The Australian Competition and Consumer Commission has accepted a court-enforceable undertaking from Brand Direct International Pty Ltd after it supplied children's swimming aid vests which did not comply with the mandatory product safety standard.
"The Maui brand swimming aid vests, which came in two sizes, failed to comply with the safety warning labelling requirements of the mandatory product safety standard*", ACCC Chairman, Mr Graeme Samuel, said today.
"The ACCC found the vests during a routine product survey. Contrary to the standard, the vests were not marked with the intended body mass range. Further, the safety warning on one of the vests was not in a contrasting colour, making it difficult to read.
"Brand Direct imported approximately 4000 vests, which were distributed to Big W stores in Victoria, New South Wales, Queensland, South Australia and Western Australia.
"The ACCC believes the vests' supply was likely to have breached section 65C of the Trade Practices Act 1974. This section prohibits goods being supplied to consumers which do not meet a prescribed mandatory product safety standard.
"After ACCC contact, Brand Direct withdrew the vests from sale, and conducted a product safety recall.
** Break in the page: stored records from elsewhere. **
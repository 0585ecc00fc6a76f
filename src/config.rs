use std::collections::HashMap;

/// Base URL of the Loki instance, e.g. `http://loki:3100`.
pub const LOKI_BASE_URL_KEY: &str = "LOKI_INTERNAL_BASE_URL";

/// Deployment environment, shipped as the `env` stream label.
pub const ENVIRONMENT_KEY: &str = "APP_ENV";

/// Port the hello-world host listens on.
pub const PORT_KEY: &str = "PORT";

/// Read-only key/value configuration, consulted on every call.
///
/// Missing keys are never an error at this level; callers decide what an
/// absent value means.
pub trait ConfigSource: Send + Sync {
    fn get(&self, key: &str) -> Option<String>;
}

/// Reads straight from the process environment.
#[derive(Clone, Copy, Debug, Default)]
pub struct EnvConfig;

impl ConfigSource for EnvConfig {
    fn get(&self, key: &str) -> Option<String> {
        std::env::var(key).ok()
    }
}

/// Fixed in-memory configuration.
#[derive(Clone, Debug, Default)]
pub struct StaticConfig {
    values: HashMap<String, String>,
}

impl StaticConfig {
    pub fn new() -> Self {
        Self::default()
    }

    pub fn with(mut self, key: impl Into<String>, value: impl Into<String>) -> Self {
        self.values.insert(key.into(), value.into());
        self
    }
}

impl ConfigSource for StaticConfig {
    fn get(&self, key: &str) -> Option<String> {
        self.values.get(key).cloned()
    }
}

/// Read an environment variable or fall back to a provided default.
pub fn env_or(key: &str, default: &str) -> String {
    std::env::var(key).unwrap_or_else(|_| default.to_string())
}
use std::sync::Arc;

use axum::{extract::State, routing::get, Router};
use tokio::net::TcpListener;

use loki_log_sink::config::{env_or, ConfigSource, EnvConfig, PORT_KEY};
use loki_log_sink::init::init_console;
use loki_log_sink::{LogArgs, LokiLogger};

#[derive(Clone)]
struct AppState {
    logger: LokiLogger,
}

async fn get_hello(State(state): State<AppState>) -> &'static str {
    state.logger.log("Hello World!", LogArgs::default());
    "Hello World!"
}

fn app(logger: LokiLogger) -> Router {
    Router::new()
        .route("/", get(get_hello))
        .with_state(AppState { logger })
}

#[tokio::main]
async fn main() -> Result<(), Box<dyn std::error::Error>> {
    init_console()?;

    let config: Arc<dyn ConfigSource> = Arc::new(EnvConfig);
    let logger = LokiLogger::new("YourAppName", config);

    let addr = format!("0.0.0.0:{}", env_or(PORT_KEY, "3000"));
    let listener = TcpListener::bind(&addr).await?;
    logger.log(&format!("listening on {}", addr), LogArgs::default());

    axum::serve(listener, app(logger.for_context("AppController"))).await?;
    Ok(())
}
It has undertaken to:
- refrain from supplying any flotation toys or swimming aids that do not comply with the relevant mandatory consumer product safety and information standards, and
- establish and implement a trade practices compliance program, and have this program independently audited.
"Big W, which sold the vests through its stores from September 2005 to February 2006, has entered into a separate administrative resolution with the ACCC. As part of this settlement Big W has revised its checking procedures to ensure mandatory standards are met, conducted refresher training for its staff, and introduced procedures requiring its staff to proactively investigate product suspected of being non-compliant with mandatory product safety and information standards.
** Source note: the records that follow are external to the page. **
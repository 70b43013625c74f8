//! Reference tables the engine reads on every evaluation, and the handle that
//! lets a process swap them without disturbing in-flight evaluations.

use std::sync::{Arc, RwLock};
use tracing::info;

use crate::{
    classifier::CnaeTable,
    error::EngineError,
    model::ExpectedLocationType::{self, *},
    scorers::WeightedScorer,
};

/// Class prefixes of the built-in CNAE mapping. Later entries win on
/// repeated prefixes, which is how the home-office reclassifications of
/// 6201, 6204, 7020, 7319, 7410 and 7420 take effect.
pub const DEFAULT_CNAE_ENTRIES: &[(&str, ExpectedLocationType)] = &[
    // section defaults, overridden by any class entry below
    ("10", Industrial),
    ("47", Commercial),
    ("62", Office),
    // retail
    ("4711", Commercial),
    ("4719", Commercial),
    ("4721", Commercial),
    ("4731", Commercial),
    ("4741", Commercial),
    ("4751", Commercial),
    ("4761", Commercial),
    ("4771", Commercial),
    ("4781", Commercial),
    // IT, consulting, engineering
    ("6201", Office),
    ("6202", Office),
    ("6203", Office),
    ("6204", Office),
    ("6209", Office),
    ("6311", Office),
    ("6319", Office),
    ("7020", Office),
    ("7111", Office),
    ("7112", Office),
    ("7210", Office),
    ("7319", Office),
    ("7410", Office),
    ("7420", Office),
    ("7490", Office),
    // food manufacturing
    ("1011", Industrial),
    ("1012", Industrial),
    ("1020", Industrial),
    ("1031", Industrial),
    ("1041", Industrial),
    ("1051", Industrial),
    ("1061", Industrial),
    ("1071", Industrial),
    ("1081", Industrial),
    ("1091", Industrial),
    // metal, electrical, machinery and vehicles
    ("2511", Industrial),
    ("2521", Industrial),
    ("2539", Industrial),
    ("2591", Industrial),
    ("2599", Industrial),
    ("2610", Industrial),
    ("2621", Industrial),
    ("2631", Industrial),
    ("2640", Industrial),
    ("2711", Industrial),
    ("2721", Industrial),
    ("2731", Industrial),
    ("2740", Industrial),
    ("2751", Industrial),
    ("2790", Industrial),
    ("2811", Industrial),
    ("2821", Industrial),
    ("2829", Industrial),
    ("2910", Industrial),
    ("2920", Industrial),
    ("2930", Industrial),
    ("3011", Industrial),
    ("3012", Industrial),
    ("3021", Industrial),
    ("3031", Industrial),
    ("3032", Industrial),
    ("3091", Industrial),
    ("3092", Industrial),
    ("3099", Industrial),
    // logistics
    ("5211", Industrial),
    ("5221", Industrial),
    ("5222", Industrial),
    ("5223", Industrial),
    ("5224", Industrial),
    ("5229", Industrial),
    // construction
    ("4110", Industrial),
    ("4211", Industrial),
    ("4212", Industrial),
    ("4213", Industrial),
    ("4221", Industrial),
    ("4222", Industrial),
    ("4223", Industrial),
    ("4291", Industrial),
    ("4299", Industrial),
    // activities that can run from home
    ("4791", HomeOfficeOk),
    ("4799", HomeOfficeOk),
    ("6201", HomeOfficeOk),
    ("6204", HomeOfficeOk),
    ("7020", HomeOfficeOk),
    ("7319", HomeOfficeOk),
    ("7410", HomeOfficeOk),
    ("7420", HomeOfficeOk),
];

pub fn default_cnae_table() -> Result<CnaeTable, EngineError> {
    CnaeTable::new(DEFAULT_CNAE_ENTRIES.iter().copied())
}

/// Immutable snapshot of everything table-driven: CNAE mapping, weights, thresholds.
#[derive(Debug, Clone, PartialEq, Eq)]
pub struct RiskTables {
    pub cnae: CnaeTable,
    pub scorer: WeightedScorer,
}

impl RiskTables {
    pub fn new(cnae: CnaeTable, scorer: WeightedScorer) -> Self {
        Self { cnae, scorer }
    }

    pub fn with_defaults() -> Result<Self, EngineError> {
        Ok(Self::new(default_cnae_table()?, WeightedScorer::default()))
    }
}

/// Shared pointer to the current tables. Readers clone the `Arc`; `replace`
/// swaps the pointer and never mutates a published table.
#[derive(Debug)]
pub struct TableHandle {
    current: RwLock<Arc<RiskTables>>,
}

impl TableHandle {
    pub fn new(tables: RiskTables) -> Self {
        Self {
            current: RwLock::new(Arc::new(tables)),
        }
    }

    pub fn snapshot(&self) -> Arc<RiskTables> {
        // A poisoned lock still guards a fully-published Arc.
        let guard = self.current.read().unwrap_or_else(|e| e.into_inner());
        Arc::clone(&guard)
    }

    /// Publishes `tables` and returns the ones it replaced.
    pub fn replace(&self, tables: RiskTables) -> Arc<RiskTables> {
        let mut guard = self.current.write().unwrap_or_else(|e| e.into_inner());
        let previous = std::mem::replace(&mut *guard, Arc::new(tables));
        info!(cnae_entries = guard.cnae.len(), "Risk tables replaced");
        previous
    }
}

impl From<RiskTables> for TableHandle {
    fn from(tables: RiskTables) -> Self {
        Self::new(tables)
    }
}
"The ACCC was particularly concerned that Big W, once alerted by Brand Direct that there may have been a problem with the vests, continued to sell them for another week until it received written notification from Brand Direct requesting that the vests be withdrawn from sale".
Woolworths has also agreed to extend the scope of the next independent audit of its Woolworths Supermarkets Trade Practices Compliance Program, required under a court-enforceable undertaking which the ACCC accepted from Woolworths (South Australia) Pty Limited in December 2002. This audit will now include a comprehensive review of Big W's quality assurance processes relating to compliance with mandatory product safety and information standards.
"Consumer safety is of paramount importance and the ACCC will act promptly against suppliers when consumers, particularly children, are placed at risk through non-compliance with mandatory safety standards", Mr Samuel, said.
"These products carry warning labels so parents can protect their children from potential hazards of misuse of the products.
"All suppliers must ensure that their goods comply with relevant mandatory product safety and information standards and risk substantial fines if they fail to comply".
* The standard is based on AS 1900-1991 Flotation toys and swimming aids for children.